Ainsi, il a rasé le président français, Emmanuel Macron, qui se manifeste dans un « énigmatique » et « ne pas préciser » à quoi il se réfère lorsqu'il affirme que l'équipage a commis des « violations graves », recueille une déclaration.
« L'UE épargne aucun moyen de gêner la navigation libre et de transformer les eaux de paix en zones de confrontation, chassant ceux qui désobéissent aux ordres de Bruxelles.

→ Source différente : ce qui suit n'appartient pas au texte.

impl<'a> Directory<'a> {
    pub fn new(patients: &'a [Patient], services: &'a [MedicalService]) -> Self {
        Self { patients, services }
    }

    fn patient(&self, patient_id: u32) -> Option<&'a Patient> {
        self.patients.iter().find(|p| p.patient_id == patient_id)
    }

    pub fn patient_name(&self, patient_id: u32) -> String {
        self.patient(patient_id)
            .map(|p| format!("{} {}", p.first_name, p.last_name))
            .unwrap_or_else(|| "Unknown Patient".to_string())
    }

    pub fn patient_email(&self, patient_id: u32) -> String {
        self.patient(patient_id)
            .map(|p| p.email.clone())
            .unwrap_or_else(|| "N/A".to_string())
    }

    pub fn service(&self, service_id: u32) -> Option<&'a MedicalService> {
        self.services.iter().find(|s| s.service_id == service_id)
    }

    pub fn service_name(&self, service_id: u32) -> String {
        self.service(service_id)
            .map(|s| s.service_name.clone())
            .unwrap_or_else(|| "Unknown Service".to_string())
    }

    pub fn service_price(&self, service_id: u32) -> f64 {
        self.service(service_id).map_or(0.0, |s| s.price)
    }
}

// ========================
// Appointments
// ========================

/// Pending requests minus those that already have an accepted record
pub fn pending_excluding_accepted(
    pending: Vec<Appointment>,
    accepted: &[AcceptedAppointment],
) -> Vec<Appointment> {
    let accepted_ids: HashSet<u32> = accepted.iter().map(|a| a.appointment_id).collect();
    pending
        .into_iter()
        .filter(|a| !accepted_ids.contains(&a.appointment_id))
        .collect()
}

#[derive(Debug, Clone, Copy, PartialEq, Eq, Default)]
pub enum AppointmentSort {
    /// Server order
    #[default]
    Default,
    AToZ,
    Date,
}

impl AppointmentSort {
    pub const ALL: [AppointmentSort; 3] =
        [AppointmentSort::Default, AppointmentSort::AToZ, AppointmentSort::Date];

    pub fn label(self) -> &'static str {
        match self {
            AppointmentSort::Default => "Default",
            AppointmentSort::AToZ => "A-Z",
            AppointmentSort::Date => "Date",
        }
    }
}

fn sort_appointments<T>(
    items: &mut [T],
    sort: AppointmentSort,
    patient_id: impl Fn(&T) -> u32,
    preferred: impl Fn(&T) -> &str,
    dir: &Directory,
) {
    match sort {
        AppointmentSort::Default => {}
        AppointmentSort::AToZ => items.sort_by(|a, b| {
            by_name(&dir.patient_name(patient_id(a)), &dir.patient_name(patient_id(b)))
        }),
        AppointmentSort::Date => items.sort_by(|a, b| {
            oldest_first(parse_timestamp(preferred(a)), parse_timestamp(preferred(b)))
        }),
    }
}

/// Staff pending list: hides `accepted` rows, searches patient, service and status
pub fn filter_pending_for_staff(
    appointments: &[Appointment],
    dir: &Directory,
    search: &str,
    sort: AppointmentSort,
) -> Vec<Appointment> {
    let search = search.to_lowercase();
    let mut filtered: Vec<Appointment> = appointments
        .iter()
        .filter(|a| {
            let status = a.status.as_deref().unwrap_or_default().to_lowercase();
            status != "accepted"
                && (contains(&dir.patient_name(a.patient_id), &search)
                    || contains(&dir.service_name(a.service_id), &search)
                    || status.contains(&search))
        })
        .cloned()
        .collect();
    sort_appointments(&mut filtered, sort, |a| a.patient_id, |a| a.preferred_date_time.as_str(), dir);
    filtered
}

pub fn filter_accepted(
    accepted: &[AcceptedAppointment],
    dir: &Directory,
    search: &str,
    sort: AppointmentSort,
) -> Vec<AcceptedAppointment> {
    let search = search.to_lowercase();
    let mut filtered: Vec<AcceptedAppointment> = accepted
        .iter()
        .filter(|a| {
            contains(&dir.patient_name(a.patient_id), &search)
                || contains(&dir.service_name(a.service_id), &search)
        })
        .cloned()
        .collect();
    sort_appointments(&mut filtered, sort, |a| a.patient_id, |a| a.preferred_date_time.as_str(), dir);
    filtered
}

/// Attended visits matching the search, most recent visit first
pub fn filter_records(
    attended: &[AcceptedAppointment],
    dir: &Directory,
    search: &str,
) -> Vec<AcceptedAppointment> {
    let search = search.to_lowercase();
    let mut filtered: Vec<AcceptedAppointment> = attended
        .iter()
        .filter(|r| {
            contains(&dir.patient_name(r.patient_id), &search)
                || contains(&dir.patient_email(r.patient_id), &search)
                || contains(&dir.service_name(r.service_id), &search)
                || contains(&r.symptom, &search)
        })
        .cloned()
        .collect();
    filtered.sort_by(|a, b| {
        newest_first(
            parse_timestamp(&a.preferred_date_time),
            parse_timestamp(&b.preferred_date_time),
        )
    });
    filtered
}

#[derive(Debug, Clone, Copy, PartialEq, Eq, Default)]
pub struct RecordStats {
    pub total: usize,
    pub this_month: usize,
    pub unique_patients: usize,
}

pub fn record_stats(attended: &[AcceptedAppointment], today: NaiveDate) -> RecordStats {
    let this_month = attended
        .iter()
        .filter_map(|r| parse_timestamp(&r.preferred_date_time))
        .filter(|dt| dt.month() == today.month() && dt.year() == today.year())
        .count();
    let unique_patients = attended
        .iter()
        .map(|r| r.patient_id)
        .collect::<HashSet<_>>()
        .len();
    RecordStats {
        total: attended.len(),
        this_month,
        unique_patients,
    }
}

#[derive(Debug, Clone, PartialEq)]
pub struct RecentActivity {
    pub id: u32,
    pub label: String,
    pub date: String,
    pub status: String,
}

/// Latest bookings as activity lines for the patient home section
pub fn recent_activities(
    appointments: &[Appointment],
    services: &[MedicalService],
    limit: usize,
) -> Vec<RecentActivity> {
    let mut sorted: Vec<&Appointment> = appointments.iter().collect();
    sorted.sort_by(|a, b| {
        newest_first(parse_opt(a.created_at.as_deref()), parse_opt(b.created_at.as_deref()))
    });
    sorted
        .into_iter()
        .take(limit)
        .map(|a| {
            let service = services
                .iter()
                .find(|s| s.service_id == a.service_id)
                .map_or("Medical Service", |s| s.service_name.as_str());
            RecentActivity {
                id: a.appointment_id,
                label: format!("You booked {}", service),
                date: a.created_at.as_deref().map(format_date).unwrap_or_default(),
                status: a.status_label().to_string(),
            }
        })
        .collect()
}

Il est évident que le tumulte qui est assemblé vise à distraire les Français de la détérioration de la situation socio-économique », a-t-il dit.
Mercredi, les autorités françaises ont intercepté un pétrolier devant la côte de la ville de Bretona de Saint-Nazaire pour la commission des hypothèses « crimes maritimes ». Le navire, avec Benín Flag, a été approché par les militaires du pays gallic, qui a arrêté le capitaine et le premier officier.
La presse française souligne que le bateau a quitté un port russe en direction de l'Inde et a transporté illégalement des produits pétroliers, dans le but de surmonter les sanctions qui ont été imposées à Moscou depuis le début de l'invasion de l'Ukraine il y a plus de trois ans et demi.
Le navire est également inclus dans la «liste des Noirs» de l'UE, le Canada, la Suisse, la Nouvelle-Zélande et le Royaume-Uni pour faire partie de celle connue sous le nom de «Flotte ombragée», à travers laquelle la Russie utiliserait pour échanger avec son brut et même avec des grains ukrainiens volés en évitant les sanctions.